> Exercise aim: Beginning with the line below that contains "configurable header, or" and ending with the line that contains "ambient for the", copy every line exactly. Copy nothing else.

Entries taken from a collection:
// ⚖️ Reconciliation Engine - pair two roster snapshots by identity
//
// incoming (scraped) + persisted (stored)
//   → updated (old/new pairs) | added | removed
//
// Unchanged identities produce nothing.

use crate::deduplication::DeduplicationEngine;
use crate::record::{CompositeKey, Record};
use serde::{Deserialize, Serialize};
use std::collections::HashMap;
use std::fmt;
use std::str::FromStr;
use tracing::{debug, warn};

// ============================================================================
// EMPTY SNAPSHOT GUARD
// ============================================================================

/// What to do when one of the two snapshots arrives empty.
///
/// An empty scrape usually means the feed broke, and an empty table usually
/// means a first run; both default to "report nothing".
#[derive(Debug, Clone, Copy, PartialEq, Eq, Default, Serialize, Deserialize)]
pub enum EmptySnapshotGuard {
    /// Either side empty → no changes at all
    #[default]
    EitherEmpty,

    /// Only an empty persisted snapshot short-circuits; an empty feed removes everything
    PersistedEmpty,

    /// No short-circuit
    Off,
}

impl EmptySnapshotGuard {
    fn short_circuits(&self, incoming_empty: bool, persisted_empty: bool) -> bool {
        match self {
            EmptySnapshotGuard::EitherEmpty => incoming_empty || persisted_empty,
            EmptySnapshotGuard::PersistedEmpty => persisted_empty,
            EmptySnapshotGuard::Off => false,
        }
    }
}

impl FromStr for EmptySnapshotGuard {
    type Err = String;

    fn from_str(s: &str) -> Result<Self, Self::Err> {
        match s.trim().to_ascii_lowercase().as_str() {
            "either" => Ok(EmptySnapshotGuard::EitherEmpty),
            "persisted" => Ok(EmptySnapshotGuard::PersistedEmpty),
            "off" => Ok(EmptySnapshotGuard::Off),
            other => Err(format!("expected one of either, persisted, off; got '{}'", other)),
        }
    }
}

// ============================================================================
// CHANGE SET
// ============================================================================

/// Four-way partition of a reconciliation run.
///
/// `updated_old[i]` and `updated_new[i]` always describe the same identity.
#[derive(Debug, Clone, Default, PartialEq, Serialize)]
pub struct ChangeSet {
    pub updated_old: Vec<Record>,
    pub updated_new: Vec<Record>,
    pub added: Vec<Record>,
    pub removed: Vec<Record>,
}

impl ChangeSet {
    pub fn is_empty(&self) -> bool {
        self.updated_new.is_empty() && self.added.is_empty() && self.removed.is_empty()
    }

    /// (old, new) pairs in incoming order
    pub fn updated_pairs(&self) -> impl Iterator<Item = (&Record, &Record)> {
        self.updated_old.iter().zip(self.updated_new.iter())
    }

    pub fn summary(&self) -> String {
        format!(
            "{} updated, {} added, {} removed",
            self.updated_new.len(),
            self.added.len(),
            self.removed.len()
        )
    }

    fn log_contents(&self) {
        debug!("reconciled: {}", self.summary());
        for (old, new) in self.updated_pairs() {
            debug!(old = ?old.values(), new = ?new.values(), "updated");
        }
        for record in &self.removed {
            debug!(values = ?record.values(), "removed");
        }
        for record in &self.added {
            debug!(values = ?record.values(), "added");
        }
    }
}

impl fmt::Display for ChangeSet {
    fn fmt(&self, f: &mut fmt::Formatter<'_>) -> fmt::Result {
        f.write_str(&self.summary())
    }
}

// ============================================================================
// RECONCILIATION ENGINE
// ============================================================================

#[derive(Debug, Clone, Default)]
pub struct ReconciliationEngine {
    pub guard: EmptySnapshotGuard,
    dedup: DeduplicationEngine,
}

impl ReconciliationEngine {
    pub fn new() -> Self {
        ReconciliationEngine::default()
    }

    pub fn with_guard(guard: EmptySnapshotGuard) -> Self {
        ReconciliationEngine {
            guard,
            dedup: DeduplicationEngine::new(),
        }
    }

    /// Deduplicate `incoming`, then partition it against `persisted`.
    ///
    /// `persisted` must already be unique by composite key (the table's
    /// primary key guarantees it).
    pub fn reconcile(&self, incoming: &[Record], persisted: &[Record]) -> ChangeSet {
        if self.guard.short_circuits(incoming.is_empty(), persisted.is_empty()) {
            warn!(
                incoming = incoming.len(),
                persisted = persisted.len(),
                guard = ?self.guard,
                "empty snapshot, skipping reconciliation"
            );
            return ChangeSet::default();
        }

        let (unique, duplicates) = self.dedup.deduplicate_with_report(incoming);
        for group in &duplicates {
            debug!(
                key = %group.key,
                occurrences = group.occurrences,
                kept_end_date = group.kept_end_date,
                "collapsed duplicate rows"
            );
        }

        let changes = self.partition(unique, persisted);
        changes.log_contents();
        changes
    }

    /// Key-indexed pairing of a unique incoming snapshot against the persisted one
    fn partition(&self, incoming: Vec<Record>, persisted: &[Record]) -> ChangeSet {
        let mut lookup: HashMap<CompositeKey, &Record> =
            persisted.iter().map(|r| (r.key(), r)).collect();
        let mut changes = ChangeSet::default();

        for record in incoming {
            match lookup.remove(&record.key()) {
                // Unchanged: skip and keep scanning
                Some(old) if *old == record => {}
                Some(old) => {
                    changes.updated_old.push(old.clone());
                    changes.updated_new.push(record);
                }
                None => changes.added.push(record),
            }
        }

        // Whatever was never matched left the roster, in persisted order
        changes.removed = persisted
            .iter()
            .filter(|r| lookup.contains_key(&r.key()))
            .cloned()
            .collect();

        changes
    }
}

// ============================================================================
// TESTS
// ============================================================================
==
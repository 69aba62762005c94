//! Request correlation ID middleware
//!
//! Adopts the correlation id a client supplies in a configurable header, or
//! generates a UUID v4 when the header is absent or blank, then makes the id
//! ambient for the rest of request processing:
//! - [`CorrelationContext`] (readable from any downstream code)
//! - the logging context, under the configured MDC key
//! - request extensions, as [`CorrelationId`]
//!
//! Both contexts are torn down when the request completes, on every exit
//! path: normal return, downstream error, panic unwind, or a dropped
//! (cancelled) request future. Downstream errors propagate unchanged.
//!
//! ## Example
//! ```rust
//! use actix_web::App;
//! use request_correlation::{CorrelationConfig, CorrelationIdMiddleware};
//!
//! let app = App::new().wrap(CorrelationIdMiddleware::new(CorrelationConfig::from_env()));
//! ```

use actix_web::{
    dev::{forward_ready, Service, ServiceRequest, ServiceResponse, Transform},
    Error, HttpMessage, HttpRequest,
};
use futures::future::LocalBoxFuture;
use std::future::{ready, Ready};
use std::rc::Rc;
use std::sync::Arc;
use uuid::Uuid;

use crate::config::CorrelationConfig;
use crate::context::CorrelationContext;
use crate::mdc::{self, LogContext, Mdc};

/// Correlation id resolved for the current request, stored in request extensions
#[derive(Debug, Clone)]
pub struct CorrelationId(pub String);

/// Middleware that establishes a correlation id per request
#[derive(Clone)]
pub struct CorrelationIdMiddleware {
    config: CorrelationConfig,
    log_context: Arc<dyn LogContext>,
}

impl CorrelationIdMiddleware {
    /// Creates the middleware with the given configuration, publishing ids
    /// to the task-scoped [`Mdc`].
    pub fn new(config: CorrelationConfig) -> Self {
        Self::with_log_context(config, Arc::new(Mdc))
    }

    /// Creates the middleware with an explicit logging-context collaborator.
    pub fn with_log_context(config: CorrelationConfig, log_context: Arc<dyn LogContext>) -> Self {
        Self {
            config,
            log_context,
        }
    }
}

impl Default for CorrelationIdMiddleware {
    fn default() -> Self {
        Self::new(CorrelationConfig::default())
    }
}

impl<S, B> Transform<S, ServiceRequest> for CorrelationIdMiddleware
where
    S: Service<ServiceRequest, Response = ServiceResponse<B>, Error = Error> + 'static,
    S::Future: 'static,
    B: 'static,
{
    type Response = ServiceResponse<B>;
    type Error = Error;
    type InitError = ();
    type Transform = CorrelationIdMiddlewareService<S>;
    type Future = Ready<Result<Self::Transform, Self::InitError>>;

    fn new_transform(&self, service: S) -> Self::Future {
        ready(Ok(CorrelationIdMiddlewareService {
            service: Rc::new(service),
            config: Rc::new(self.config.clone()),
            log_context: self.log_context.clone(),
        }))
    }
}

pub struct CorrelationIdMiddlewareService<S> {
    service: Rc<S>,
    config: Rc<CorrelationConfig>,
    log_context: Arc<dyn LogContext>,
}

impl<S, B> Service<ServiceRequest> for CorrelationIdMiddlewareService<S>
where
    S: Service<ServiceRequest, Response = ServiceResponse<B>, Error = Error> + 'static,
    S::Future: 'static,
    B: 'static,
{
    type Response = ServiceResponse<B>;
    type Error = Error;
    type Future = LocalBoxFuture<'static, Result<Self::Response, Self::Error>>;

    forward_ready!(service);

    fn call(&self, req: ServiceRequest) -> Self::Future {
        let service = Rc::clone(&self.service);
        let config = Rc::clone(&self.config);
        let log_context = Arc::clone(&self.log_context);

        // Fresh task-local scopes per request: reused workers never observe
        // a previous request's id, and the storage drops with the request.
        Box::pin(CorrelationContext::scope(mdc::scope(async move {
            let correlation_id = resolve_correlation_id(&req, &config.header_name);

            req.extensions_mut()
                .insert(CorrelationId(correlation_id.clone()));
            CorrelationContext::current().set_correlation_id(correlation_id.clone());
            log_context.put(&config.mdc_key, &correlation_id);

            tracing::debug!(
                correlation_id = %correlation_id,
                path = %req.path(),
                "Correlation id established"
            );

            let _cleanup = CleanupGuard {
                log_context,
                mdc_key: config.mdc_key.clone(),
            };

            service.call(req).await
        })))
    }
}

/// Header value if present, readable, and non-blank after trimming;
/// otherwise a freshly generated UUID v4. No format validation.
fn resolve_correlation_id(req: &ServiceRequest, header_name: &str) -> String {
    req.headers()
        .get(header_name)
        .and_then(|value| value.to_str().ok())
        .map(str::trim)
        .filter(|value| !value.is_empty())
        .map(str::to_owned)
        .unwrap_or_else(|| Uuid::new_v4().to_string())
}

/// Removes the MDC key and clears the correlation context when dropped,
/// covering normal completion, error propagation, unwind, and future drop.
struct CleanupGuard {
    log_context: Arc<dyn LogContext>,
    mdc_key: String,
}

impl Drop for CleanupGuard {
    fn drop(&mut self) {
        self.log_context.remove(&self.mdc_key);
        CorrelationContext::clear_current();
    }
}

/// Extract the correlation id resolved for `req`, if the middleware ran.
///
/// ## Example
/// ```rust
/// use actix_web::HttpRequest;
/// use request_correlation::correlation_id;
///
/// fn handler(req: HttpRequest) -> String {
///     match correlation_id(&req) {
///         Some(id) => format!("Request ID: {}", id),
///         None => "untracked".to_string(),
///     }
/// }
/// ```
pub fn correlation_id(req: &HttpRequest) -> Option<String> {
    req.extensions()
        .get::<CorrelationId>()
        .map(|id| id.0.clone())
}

> Result for this task:
//! Adopts the correlation id a client supplies in a configurable header, or
//! generates a UUID v4 when the header is absent or blank, then makes the id
//! ambient for the rest of request processing:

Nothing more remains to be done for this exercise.